EXERCISE OBJECTIVE:
Each of the entries should be retyped precisely as it appears.

= = = = =

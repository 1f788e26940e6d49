// Copyright 2025 Zurich Instruments AG
// SPDX-License-Identifier: Apache-2.0

use crate::cc_statements::{CcStatement, Register};
use crate::{Cycles, DigitalWord};

const LABEL_WIDTH: usize = 8;
const INSTRUCTION_WIDTH: usize = 8;
const OPERANDS_WIDTH: usize = 24;

fn slot_selector(slot: u32) -> String {
    format!("[{slot}]")
}

fn label_definition(label: &str) -> String {
    format!("{label}:")
}

/// Collects the statements of a CC program and renders them as assembly text.
#[derive(Clone, Debug, PartialEq)]
pub struct CcGenerator {
    emit_comments: bool,
    statements: Vec<CcStatement>,
}

impl Default for CcGenerator {
    fn default() -> Self {
        Self::new(true)
    }
}

impl CcGenerator {
    pub fn new(emit_comments: bool) -> Self {
        Self {
            emit_comments,
            statements: Vec::new(),
        }
    }

    pub fn statements(&self) -> &Vec<CcStatement> {
        &self.statements
    }

    pub fn num_statements(&self) -> usize {
        self.statements.len()
    }

    pub fn num_noncomment_statements(&self) -> usize {
        self.statements.iter().filter(|s| !s.is_comment()).count()
    }

    pub fn add_comment<S: Into<String>>(&mut self, comment: S) {
        self.statements.push(CcStatement::Comment {
            text: comment.into(),
        });
    }

    pub fn add_separator(&mut self) {
        self.statements.push(CcStatement::Separator);
    }

    pub fn add_seq_out<S: Into<String>>(
        &mut self,
        slot: u32,
        word: DigitalWord,
        duration: Cycles,
        comment: Option<S>,
    ) {
        self.statements.push(CcStatement::SeqOut {
            slot,
            word,
            duration,
            comment: comment.map(Into::into),
        });
    }

    pub fn add_seq_bar<S: Into<String>>(&mut self, slot: u32, delay: Cycles, comment: Option<S>) {
        self.statements.push(CcStatement::SeqBar {
            slot,
            delay,
            comment: comment.map(Into::into),
        });
    }

    pub fn add_label<S1: Into<String>, S2: Into<String>>(
        &mut self,
        label: S1,
        comment: Option<S2>,
    ) {
        self.statements.push(CcStatement::Label {
            label: label.into(),
            comment: comment.map(Into::into),
        });
    }

    pub fn add_move<S1: Into<String>, S2: Into<String>>(
        &mut self,
        label: Option<S1>,
        value: u64,
        register: Register,
        comment: Option<S2>,
    ) {
        self.statements.push(CcStatement::Move {
            label: label.map(Into::into),
            value,
            register,
            comment: comment.map(Into::into),
        });
    }

    pub fn add_loop<S1: Into<String>, S2: Into<String>>(
        &mut self,
        register: Register,
        label: S1,
        comment: Option<S2>,
    ) {
        self.statements.push(CcStatement::Loop {
            register,
            label: label.into(),
            comment: comment.map(Into::into),
        });
    }

    pub fn add_jump<S1: Into<String>, S2: Into<String>>(&mut self, label: S1, comment: Option<S2>) {
        self.statements.push(CcStatement::Jump {
            label: label.into(),
            comment: comment.map(Into::into),
        });
    }

    pub fn add_stop(&mut self) {
        self.statements.push(CcStatement::Stop);
    }

    pub fn generate_cc_code(&self) -> String {
        self.statements
            .iter()
            .filter_map(|statement| self.emit_statement(statement))
            .collect::<String>()
    }

    fn format_instruction(
        &self,
        label: &str,
        instruction: &str,
        operands: &str,
        comment: &Option<String>,
    ) -> String {
        let comment = match comment {
            Some(comment) if self.emit_comments => comment.as_str(),
            _ => "",
        };
        let line = format!(
            "{label:<LABEL_WIDTH$}{instruction:<INSTRUCTION_WIDTH$}{operands:<OPERANDS_WIDTH$}{comment}"
        );
        format!("{}\n", line.trim_end())
    }

    fn emit_statement(&self, statement: &CcStatement) -> Option<String> {
        let text = match statement {
            CcStatement::Comment { text } => {
                if !self.emit_comments {
                    return None;
                }
                format!("{}\n", text.trim_end())
            }
            CcStatement::Separator => {
                if !self.emit_comments {
                    return None;
                }
                "\n".to_string()
            }
            CcStatement::SeqOut {
                slot,
                word,
                duration,
                comment,
            } => self.format_instruction(
                &slot_selector(*slot),
                "seq_out",
                &format!("0x{word:08x},{duration}"),
                comment,
            ),
            CcStatement::SeqBar {
                slot,
                delay,
                comment,
            } => self.format_instruction(
                &slot_selector(*slot),
                "seq_bar",
                &delay.to_string(),
                comment,
            ),
            CcStatement::Label { label, comment } => {
                self.format_instruction(&label_definition(label), "", "", comment)
            }
            CcStatement::Move {
                label,
                value,
                register,
                comment,
            } => self.format_instruction(
                &label.as_deref().map(label_definition).unwrap_or_default(),
                "move",
                &format!("{value},{register}"),
                comment,
            ),
            CcStatement::Loop {
                register,
                label,
                comment,
            } => self.format_instruction("", "loop", &format!("{register},@{label}"), comment),
            CcStatement::Jump { label, comment } => {
                self.format_instruction("", "jmp", &format!("@{label}"), comment)
            }
            CcStatement::Stop => self.format_instruction("", "stop", "", &None),
        };
        Some(text)
    }
}

#[cfg(test)]
mod tests {
    use super::*;

    #[test]
    fn test_instruction_columns() {
        let mut generator = CcGenerator::new(true);
        generator.add_seq_out(3, 0x14, 20, Some("# cycle 10-30"));
        generator.add_seq_bar(0, 16, None::<&str>);
        generator.add_stop();
        assert_eq!(
            generator.generate_cc_code(),
            "[3]     seq_out 0x00000014,20           # cycle 10-30\n\
             [0]     seq_bar 16\n        stop\n"
        );
    }

    #[test]
    fn test_control_flow() {
        let mut generator = CcGenerator::new(true);
        generator.add_move(Some("sp1"), 5, Register(63), Some("# loop counter"));
        generator.add_loop(Register(63), "sp1", None::<&str>);
        generator.add_label("rus", None::<&str>);
        generator.add_jump("rus", None::<&str>);
        assert_eq!(
            generator.generate_cc_code(),
            "sp1:    move    5,R63                   # loop counter\n        loop    R63,@sp1\nrus:\n        jmp     @rus\n"
        );
    }

    #[test]
    fn test_comment_suppression() {
        let mut generator = CcGenerator::new(false);
        generator.add_comment("# header");
        generator.add_separator();
        generator.add_seq_out(0, 0, 4, Some("# padding"));
        assert_eq!(generator.num_statements(), 3);
        assert_eq!(generator.num_noncomment_statements(), 1);
        assert_eq!(generator.generate_cc_code(), "[0]     seq_out 0x00000000,4\n");
    }

    #[test]
    fn test_long_label_is_not_truncated() {
        let mut generator = CcGenerator::new(true);
        generator.add_label("a_long_label", None::<&str>);
        assert_eq!(generator.generate_cc_code(), "a_long_label:\n");
    }
}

= = = = =

ANSWER SPACE:
repository 1f788e26940e6d49
// Copyright 2025 Zurich Instruments AG
// SPDX-License-Identifier: Apache-2.0

use crate::cc_statements::{CcStatement, Register};
use crate::{Cycles, DigitalWord};

const LABEL_WIDTH: usize = 8;
const INSTRUCTION_WIDTH: usize = 8;
const OPERANDS_WIDTH: usize = 24;

fn slot_selector(slot: u32) -> String {
    format!("[{slot}]")
}

fn label_definition(label: &str) -> String {
    format!("{label}:")
}

/// Collects the statements of a CC program and renders them as assembly text.
#[derive(Clone, Debug, PartialEq)]
pub struct CcGenerator {
    emit_comments: bool,
    statements: Vec<CcStatement>,
}

impl Default for CcGenerator {
    fn default() -> Self {
        Self::new(true)
    }
}

impl CcGenerator {
    pub fn new(emit_comments: bool) -> Self {
        Self {
            emit_comments,
            statements: Vec::new(),
        }
    }

    pub fn statements(&self) -> &Vec<CcStatement> {
        &self.statements
    }

    pub fn num_statements(&self) -> usize {
        self.statements.len()
    }

    pub fn num_noncomment_statements(&self) -> usize {
        self.statements.iter().filter(|s| !s.is_comment()).count()
    }

    pub fn add_comment<S: Into<String>>(&mut self, comment: S) {
        self.statements.push(CcStatement::Comment {
            text: comment.into(),
        });
    }

    pub fn add_separator(&mut self) {
        self.statements.push(CcStatement::Separator);
    }

    pub fn add_seq_out<S: Into<String>>(
        &mut self,
        slot: u32,
        word: DigitalWord,
        duration: Cycles,
        comment: Option<S>,
    ) {
        self.statements.push(CcStatement::SeqOut {
            slot,
            word,
            duration,
            comment: comment.map(Into::into),
        });
    }

    pub fn add_seq_bar<S: Into<String>>(&mut self, slot: u32, delay: Cycles, comment: Option<S>) {
        self.statements.push(CcStatement::SeqBar {
            slot,
            delay,
            comment: comment.map(Into::into),
        });
    }

    pub fn add_label<S1: Into<String>, S2: Into<String>>(
        &mut self,
        label: S1,
        comment: Option<S2>,
    ) {
        self.statements.push(CcStatement::Label {
            label: label.into(),
            comment: comment.map(Into::into),
        });
    }

    pub fn add_move<S1: Into<String>, S2: Into<String>>(
        &mut self,
        label: Option<S1>,
        value: u64,
        register: Register,
        comment: Option<S2>,
    ) {
        self.statements.push(CcStatement::Move {
            label: label.map(Into::into),
            value,
            register,
            comment: comment.map(Into::into),
        });
    }

    pub fn add_loop<S1: Into<String>, S2: Into<String>>(
        &mut self,
        register: Register,
        label: S1,
        comment: Option<S2>,
    ) {
        self.statements.push(CcStatement::Loop {
            register,
            label: label.into(),
            comment: comment.map(Into::into),
        });
    }

    pub fn add_jump<S1: Into<String>, S2: Into<String>>(&mut self, label: S1, comment: Option<S2>) {
        self.statements.push(CcStatement::Jump {
            label: label.into(),
            comment: comment.map(Into::into),
        });
    }

    pub fn add_stop(&mut self) {
        self.statements.push(CcStatement::Stop);
    }

    pub fn generate_cc_code(&self) -> String {
        self.statements
            .iter()
            .filter_map(|statement| self.emit_statement(statement))
            .collect::<String>()
    }

    fn format_instruction(
        &self,
        label: &str,
        instruction: &str,
        operands: &str,
        comment: &Option<String>,
    ) -> String {
        let comment = match comment {
            Some(comment) if self.emit_comments => comment.as_str(),
            _ => "",
        };
        let line = format!(
            "{label:<LABEL_WIDTH$}{instruction:<INSTRUCTION_WIDTH$}{operands:<OPERANDS_WIDTH$}{comment}"
        );
        format!("{}\n", line.trim_end())
    }

    fn emit_statement(&self, statement: &CcStatement) -> Option<String> {
        let text = match statement {
            CcStatement::Comment { text } => {
                if !self.emit_comments {
                    return None;
                }
                format!("{}\n", text.trim_end())
            }
            CcStatement::Separator => {
                if !self.emit_comments {
                    return None;
                }
                "\n".to_string()
            }
            CcStatement::SeqOut {
                slot,
                word,
                duration,
                comment,
            } => self.format_instruction(
                &slot_selector(*slot),
                "seq_out",
                &format!("0x{word:08x},{duration}"),
                comment,
            ),
            CcStatement::SeqBar {
                slot,
                delay,
                comment,
            } => self.format_instruction(
                &slot_selector(*slot),
                "seq_bar",
                &delay.to_string(),
                comment,
            ),
            CcStatement::Label { label, comment } => {
                self.format_instruction(&label_definition(label), "", "", comment)
            }
            CcStatement::Move {
                label,
                value,
                register,
                comment,
            } => self.format_instruction(
                &label.as_deref().map(label_definition).unwrap_or_default(),
                "move",
                &format!("{value},{register}"),
                comment,
            ),
            CcStatement::Loop {
                register,
                label,
                comment,
            } => self.format_instruction("", "loop", &format!("{register},@{label}"), comment),
            CcStatement::Jump { label, comment } => {
                self.format_instruction("", "jmp", &format!("@{label}"), comment)
            }
            CcStatement::Stop => self.format_instruction("", "stop", "", &None),
        };
        Some(text)
    }
}

#[cfg(test)]
mod tests {
    use super::*;

    #[test]
    fn test_instruction_columns() {
        let mut generator = CcGenerator::new(true);
        generator.add_seq_out(3, 0x14, 20, Some("# cycle 10-30"));
        generator.add_seq_bar(0, 16, None::<&str>);
        generator.add_stop();
        assert_eq!(
            generator.generate_cc_code(),
            "[3]     seq_out 0x00000014,20           # cycle 10-30\n\
             [0]     seq_bar 16\n        stop\n"
        );
    }

    #[test]
    fn test_control_flow() {
        let mut generator = CcGenerator::new(true);
        generator.add_move(Some("sp1"), 5, Register(63), Some("# loop counter"));
        generator.add_loop(Register(63), "sp1", None::<&str>);
        generator.add_label("rus", None::<&str>);
        generator.add_jump("rus", None::<&str>);
        assert_eq!(
            generator.generate_cc_code(),
            "sp1:    move    5,R63                   # loop counter\n        loop    R63,@sp1\nrus:\n        jmp     @rus\n"
        );
    }

    #[test]
    fn test_comment_suppression() {
        let mut generator = CcGenerator::new(false);
        generator.add_comment("# header");
        generator.add_separator();
        generator.add_seq_out(0, 0, 4, Some("# padding"));
        assert_eq!(generator.num_statements(), 3);
        assert_eq!(generator.num_noncomment_statements(), 1);
        assert_eq!(generator.generate_cc_code(), "[0]     seq_out 0x00000000,4\n");
    }

    #[test]
    fn test_long_label_is_not_truncated() {
        let mut generator = CcGenerator::new(true);
        generator.add_label("a_long_label", None::<&str>);
        assert_eq!(generator.generate_cc_code(), "a_long_label:\n");
    }
}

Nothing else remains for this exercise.